What this task involves
Nothing should change. Output the data exactly.
Start of Extracted records
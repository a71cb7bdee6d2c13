//! Configuration for the ShelfLine API

use core_config::{env_or_default, server::ServerConfig, FromEnv};

pub use core_config::Environment;

/// Application configuration
#[derive(Clone, Debug)]
pub struct Config {
    pub server: ServerConfig,
    pub environment: Environment,
    /// Username for the seeded administrator account
    pub admin_username: String,
    /// Password for the seeded administrator account
    pub admin_password: String,
}

impl Config {
    pub fn from_env() -> eyre::Result<Self> {
        let environment = Environment::from_env();
        let server = ServerConfig::from_env()?;

        Ok(Self {
            server,
            environment,
            admin_username: env_or_default("SHELFLINE_ADMIN_USER", "admin"),
            admin_password: env_or_default("SHELFLINE_ADMIN_PASSWORD", "admin123"),
        })
    }
}
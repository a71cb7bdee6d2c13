//! Console input helpers.
//!
//! Numeric prompts re-ask until the line parses, so a typo never aborts
//! the menu loop.

use std::io::{self, Write};

/// Print a prompt and read one trimmed line from stdin.
pub fn read_line(prompt: &str) -> eyre::Result<String> {
    print!("{prompt}");
    io::stdout().flush()?;
    let mut line = String::new();
    io::stdin().read_line(&mut line)?;
    Ok(line.trim().to_string())
}

pub fn prompt_i32(prompt: &str) -> eyre::Result<i32> {
    loop {
        let line = read_line(prompt)?;
        match line.parse() {
            Ok(value) => return Ok(value),
            Err(_) => println!("Please enter a whole number."),
        }
    }
}

pub fn prompt_i64(prompt: &str) -> eyre::Result<i64> {
    loop {
        let line = read_line(prompt)?;
        match line.parse() {
            Ok(value) => return Ok(value),
            Err(_) => println!("Please enter a whole number."),
        }
    }
}

pub fn prompt_f64(prompt: &str) -> eyre::Result<f64> {
    loop {
        let line = read_line(prompt)?;
        match line.parse() {
            Ok(value) => return Ok(value),
            Err(_) => println!("Please enter a number."),
        }
    }
}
End of Extracted records
Problem solution
repository a71cb7bdee6d2c13
//! Configuration for the ShelfLine API

use core_config::{env_or_default, server::ServerConfig, FromEnv};

pub use core_config::Environment;

/// Application configuration
#[derive(Clone, Debug)]
pub struct Config {
    pub server: ServerConfig,
    pub environment: Environment,
    /// Username for the seeded administrator account
    pub admin_username: String,
    /// Password for the seeded administrator account
    pub admin_password: String,
}

impl Config {
    pub fn from_env() -> eyre::Result<Self> {
        let environment = Environment::from_env();
        let server = ServerConfig::from_env()?;

        Ok(Self {
            server,
            environment,
            admin_username: env_or_default("SHELFLINE_ADMIN_USER", "admin"),
            admin_password: env_or_default("SHELFLINE_ADMIN_PASSWORD", "admin123"),
        })
    }
}
repository a71cb7bdee6d2c13
//! Console input helpers.
//!
//! Numeric prompts re-ask until the line parses, so a typo never aborts
//! the menu loop.

use std::io::{self, Write};

/// Print a prompt and read one trimmed line from stdin.
pub fn read_line(prompt: &str) -> eyre::Result<String> {
    print!("{prompt}");
    io::stdout().flush()?;
    let mut line = String::new();
    io::stdin().read_line(&mut line)?;
    Ok(line.trim().to_string())
}

pub fn prompt_i32(prompt: &str) -> eyre::Result<i32> {
    loop {
        let line = read_line(prompt)?;
        match line.parse() {
            Ok(value) => return Ok(value),
            Err(_) => println!("Please enter a whole number."),
        }
    }
}

pub fn prompt_i64(prompt: &str) -> eyre::Result<i64> {
    loop {
        let line = read_line(prompt)?;
        match line.parse() {
            Ok(value) => return Ok(value),
            Err(_) => println!("Please enter a whole number."),
        }
    }
}

pub fn prompt_f64(prompt: &str) -> eyre::Result<f64> {
    loop {
        let line = read_line(prompt)?;
        match line.parse() {
            Ok(value) => return Ok(value),
            Err(_) => println!("Please enter a number."),
        }
    }
}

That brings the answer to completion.